::: Exercise materials :::

#[cfg(test)]
mod tests {
    use std::fs;

    use tempfile::TempDir;

    use super::*;
    use crate::config::{ConfigFile, Overrides};
    use crate::utils::current_year;

    const SOURCE: &str = "import { defineStore } from 'pinia'\n\nexport const useUserStore = defineStore('user', {})\n";

    fn test_config(yaml: &str) -> (HeaderConfig, TemplateSet) {
        let file: ConfigFile = serde_yaml::from_str(yaml).unwrap();
        file.resolve(Overrides::default()).unwrap()
    }

    fn default_config() -> (HeaderConfig, TemplateSet) {
        test_config("author: Jane Doe\ncompany: Acme\nyear: '2024'\n")
    }

    fn write_file(dir: &TempDir, rel: &str, content: &[u8]) -> PathBuf {
        let path = dir.path().join(rel);
        fs::create_dir_all(path.parent().unwrap()).unwrap();
        fs::write(&path, content).unwrap();
        path
    }

    #[test]
    fn test_decide_without_filesystem() {
        let (config, templates) = default_config();
        let stamper = Stamper::new(&config, &templates);

        let decision = stamper
            .decide(Path::new("src/stores/userStore.ts"), SOURCE.as_bytes())
            .unwrap();
        let header = match decision {
            Decision::Insert(h) => h,
            other => panic!("expected insert, got {:?}", other),
        };

        assert!(header.starts_with("/*\nFile Name: userStore.ts\nAuthor: Jane Doe\n"));
        assert!(header.contains("Description: Pinia/Vuex store module for User Store.\n"));
        assert!(header.contains("Copyright (c) 2024 Acme\n"));
        assert!(header.ends_with("*/\n\n"));
    }

    #[test]
    fn test_insert_preserves_bytes_and_is_idempotent() {
        let dir = TempDir::new().unwrap();
        let path = write_file(&dir, "src/stores/userStore.ts", SOURCE.as_bytes());
        let (config, templates) = default_config();
        let stamper = Stamper::new(&config, &templates);

        assert!(matches!(stamper.process(&path), Outcome::Inserted));

        let stamped = fs::read(&path).unwrap();
        let header = match stamper.decide(&path, SOURCE.as_bytes()).unwrap() {
            Decision::Insert(h) => h,
            other => panic!("expected insert, got {:?}", other),
        };
        assert_eq!(header.as_bytes(), &stamped[..header.len()]);
        assert_eq!(SOURCE.as_bytes(), &stamped[header.len()..]);

        assert!(matches!(
            stamper.process(&path),
            Outcome::Skipped(SkipReason::AlreadyHeadered)
        ));
        assert_eq!(stamped, fs::read(&path).unwrap());
    }

    #[test]
    fn test_non_utf8_content_is_preserved() {
        let dir = TempDir::new().unwrap();
        let content: &[u8] = &[0xff, 0xfe, b'a', b'\r', b'\n', 0x00, b'z'];
        let path = write_file(&dir, "blob.ts", content);
        let (config, templates) = default_config();

        assert!(matches!(
            Stamper::new(&config, &templates).process(&path),
            Outcome::Inserted
        ));
        assert!(fs::read(&path).unwrap().ends_with(content));
    }

    #[test]
    fn test_extension_mismatch_leaves_file_alone() {
        let dir = TempDir::new().unwrap();
        let path = write_file(&dir, "lib/http.js", SOURCE.as_bytes());
        let (config, templates) = test_config("author: Jane\nextensions: [.ts]\n");

        assert!(matches!(
            Stamper::new(&config, &templates).process(&path),
            Outcome::Skipped(SkipReason::ExtensionMismatch)
        ));
        assert_eq!(SOURCE.as_bytes(), &fs::read(&path).unwrap()[..]);
    }

    #[test]
    fn test_empty_extension_list_matches_all() {
        let dir = TempDir::new().unwrap();
        let path = write_file(&dir, "Makefile", b"all:\n");
        let (config, templates) = test_config("author: Jane\nextensions: []\n");

        assert!(matches!(
            Stamper::new(&config, &templates).process(&path),
            Outcome::Inserted
        ));
    }

    #[test]
    fn test_existing_header_with_other_metadata() {
        let (config, templates) = default_config();
        let stamper = Stamper::new(&config, &templates);
        let content = b"\n/*\nFile Name: renamed.ts\nAuthor: Someone Else\n*/\ncode\n";

        assert_eq!(
            Decision::Skip(SkipReason::AlreadyHeadered),
            stamper.decide(Path::new("src/thing.ts"), content).unwrap()
        );
    }

    #[test]
    fn test_vue_files_use_vue_template() {
        let dir = TempDir::new().unwrap();
        let path = write_file(&dir, "src/components/UserCard.vue", b"<template></template>\n");
        let (config, templates) = default_config();

        assert!(matches!(
            Stamper::new(&config, &templates).process(&path),
            Outcome::Inserted
        ));

        let stamped = fs::read_to_string(&path).unwrap();
        assert!(stamped.starts_with("<!--\n/**\nFile Name: UserCard.vue\n"));
        assert!(stamped.contains("Description: Vue component for User Card.\n"));
        assert!(stamped.ends_with("-->\n\n<template></template>\n"));
    }

    #[test]
    fn test_missing_template() {
        let yaml = "author: Jane\nextensions: [.ts, .md]\ntemplate_keys: {md: markdown}\n";
        let (config, templates) = test_config(yaml);
        let stamper = Stamper::new(&config, &templates);

        match stamper.decide(Path::new("README.md"), b"# hi\n") {
            Err(Error::TemplateMissing { key }) => assert_eq!("markdown", key),
            other => panic!("expected TemplateMissing, got {:?}", other),
        }

        // an unmatched extension never needs its template
        let yaml = "author: Jane\nextensions: [.ts]\ntemplate_keys: {md: markdown}\n";
        let (config, templates) = test_config(yaml);
        assert_eq!(
            Decision::Skip(SkipReason::ExtensionMismatch),
            Stamper::new(&config, &templates)
                .decide(Path::new("README.md"), b"# hi\n")
                .unwrap()
        );
    }

    #[test]
    fn test_unreadable_file_fails() {
        let dir = TempDir::new().unwrap();
        let (config, templates) = default_config();

        let outcome = Stamper::new(&config, &templates).process(&dir.path().join("missing.ts"));
        assert!(matches!(outcome, Outcome::Failed(Error::Read { .. })));
    }

    #[test]
    fn test_check_mode_does_not_write() {
        let dir = TempDir::new().unwrap();
        let path = write_file(&dir, "src/main.ts", SOURCE.as_bytes());
        let (config, templates) = default_config();

        let outcome = Stamper::new(&config, &templates)
            .with_check_mode(true)
            .process(&path);
        assert!(matches!(outcome, Outcome::NeedsHeader));
        assert_eq!(SOURCE, fs::read_to_string(&path).unwrap());
    }

    #[test]
    fn test_shebang_scripts_are_left_alone() {
        let dir = TempDir::new().unwrap();
        let script = b"#!/bin/bash\necho hi\n";
        let path = write_file(&dir, "deploy.sh", script);
        let (config, templates) = test_config("author: Jane\nextensions: [.sh]\n");

        assert!(matches!(
            Stamper::new(&config, &templates).process(&path),
            Outcome::Skipped(SkipReason::HasShebang)
        ));
        assert_eq!(&script[..], &fs::read(&path).unwrap()[..]);
    }

    #[test]
    fn test_shell_scripts_get_hash_header() {
        let (config, templates) = test_config("author: Jane\nextensions: [.sh]\n");
        let decision = Stamper::new(&config, &templates)
            .decide(Path::new("scripts/build.sh"), b"echo hi\n")
            .unwrap();

        match decision {
            Decision::Insert(header) => assert!(header.starts_with("#\n# File Name: build.sh\n")),
            other => panic!("expected insert, got {:?}", other),
        }
    }

    #[test]
    fn test_marker_in_code_is_not_a_header() {
        let (config, templates) = default_config();
        let decision = Stamper::new(&config, &templates)
            .decide(Path::new("src/upload.ts"), b"export const LABEL = 'File Name:'\n")
            .unwrap();

        assert!(matches!(decision, Decision::Insert(_)));
    }

    #[test]
    fn test_year_falls_back_to_current_year() {
        let (config, templates) = test_config("author: Jane\nyear: ''\n");
        let decision = Stamper::new(&config, &templates)
            .decide(Path::new("app.ts"), b"")
            .unwrap();

        match decision {
            Decision::Insert(header) => {
                assert!(header.contains(&format!("Copyright (c) {} ", current_year())));
                assert!(header.contains("Description: Application entry point.\n"));
            }
            other => panic!("expected insert, got {:?}", other),
        }
    }

    #[test]
    fn test_stamp_files_stats() {
        let dir = TempDir::new().unwrap();
        let files = vec![
            write_file(&dir, "src/a.ts", b"a\n"),
            write_file(&dir, "src/b.js", b"b\n"),
            dir.path().join("src/gone.ts"),
        ];
        let (config, templates) = default_config();

        let stats = Stamper::new(&config, &templates).stamp_files(files);
        assert_eq!(1, stats.files_inserted.len());
        assert_eq!(1, stats.files_skipped.len());
        assert_eq!(1, stats.files_failed.len());
        assert_eq!(3, stats.total());
        assert_eq!("Inserted: 1, Skipped: 1, Failed: 1", stats.to_string());
    }
}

:::

■ **Task goal**
Each line of the entries above that has the word "Name" is to be copied.

■ **Exercise response**
        assert!(header.starts_with("/*\nFile Name: userStore.ts\nAuthor: Jane Doe\n"));
        let content = b"\n/*\nFile Name: renamed.ts\nAuthor: Someone Else\n*/\ncode\n";
        assert!(stamped.starts_with("<!--\n/**\nFile Name: UserCard.vue\n"));
            Decision::Insert(header) => assert!(header.starts_with("#\n# File Name: build.sh\n")),
            .decide(Path::new("src/upload.ts"), b"export const LABEL = 'File Name:'\n")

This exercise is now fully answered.